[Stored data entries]
<<<<
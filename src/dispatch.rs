//! Execute a planned merge bundle: one script per dataset, in parallel
//! workers over disjoint destinations.

use crate::plan::MANIFEST_NAME;
use anyhow::{Context, Result};
use flate2::read::GzDecoder;
use rayon::prelude::*;
use std::fs::{self, File};
use std::io;
use std::path::Path;
use std::process::Command;
use tempfile::TempDir;
use tracing::{info, warn};

/// Exit state of one dataset's merge script.
#[derive(Debug, Clone, PartialEq, Eq)]
pub struct DispatchOutcome {
    pub dataset: String,
    pub success: bool,
}

/// Dataset names listed in a bundle's manifest.
///
/// # Errors
///
/// Fails when the manifest cannot be read.
pub fn read_manifest(bundle: &Path) -> Result<Vec<String>> {
    let path = bundle.join(MANIFEST_NAME);
    let raw = fs::read_to_string(&path)
        .with_context(|| format!("reading manifest {}", path.display()))?;
    Ok(raw
        .lines()
        .map(str::trim)
        .filter(|line| !line.is_empty())
        .map(String::from)
        .collect())
}

fn extract_script(bundle: &Path, scratch: &Path, dataset: &str) -> Result<std::path::PathBuf> {
    let compressed = bundle.join(format!("{dataset}.sh.gz"));
    let script = scratch.join(format!("{dataset}.sh"));
    let file = File::open(&compressed)
        .with_context(|| format!("opening script {}", compressed.display()))?;
    let mut decoder = GzDecoder::new(file);
    let mut out = File::create(&script)
        .with_context(|| format!("creating script {}", script.display()))?;
    io::copy(&mut decoder, &mut out)
        .with_context(|| format!("decompressing {}", compressed.display()))?;
    Ok(script)
}

fn run_script(bundle: &Path, scratch: &Path, dataset: &str) -> DispatchOutcome {
    let success = match extract_script(bundle, scratch, dataset) {
        Ok(script) => match Command::new("sh").arg(&script).status() {
            Ok(status) => status.success(),
            Err(e) => {
                warn!(target: "harvester::dispatch", "{dataset}: cannot run script: {e}");
                false
            }
        },
        Err(e) => {
            warn!(target: "harvester::dispatch", "{dataset}: {e:#}");
            false
        }
    };
    if success {
        info!(target: "harvester::dispatch", "{dataset}: merged");
    } else {
        warn!(target: "harvester::dispatch", "{dataset}: merge script failed");
    }
    DispatchOutcome {
        dataset: dataset.to_string(),
        success,
    }
}

/// Run every script named in the bundle's manifest under a bounded worker
/// pool. Scripts operate on disjoint destinations; completion order is
/// unspecified. A failing script is reported, never fatal.
///
/// # Errors
///
/// Fails when the manifest cannot be read or the worker pool cannot be
/// built; individual script failures are returned in the outcomes.
pub fn run_bundle(bundle: &Path, workers: usize) -> Result<Vec<DispatchOutcome>> {
    let datasets = read_manifest(bundle)?;
    let scratch = TempDir::new().context("creating scratch directory")?;

    let pool = rayon::ThreadPoolBuilder::new()
        .num_threads(workers.max(1))
        .build()
        .context("building dispatch worker pool")?;

    let outcomes = pool.install(|| {
        datasets
            .par_iter()
            .map(|dataset| run_script(bundle, scratch.path(), dataset))
            .collect()
    });
    Ok(outcomes)
}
>>>>
Retype the lines above without alteration. The first is the one containing "pub fn run_bundle(bundle: &Path, workers: usize)", and the last is the final line of the data.

*EXERCISE SOLUTION*:
pub fn run_bundle(bundle: &Path, workers: usize) -> Result<Vec<DispatchOutcome>> {
    let datasets = read_manifest(bundle)?;
    let scratch = TempDir::new().context("creating scratch directory")?;

    let pool = rayon::ThreadPoolBuilder::new()
        .num_threads(workers.max(1))
        .build()
        .context("building dispatch worker pool")?;

    let outcomes = pool.install(|| {
        datasets
            .par_iter()
            .map(|dataset| run_script(bundle, scratch.path(), dataset))
            .collect()
    });
    Ok(outcomes)
}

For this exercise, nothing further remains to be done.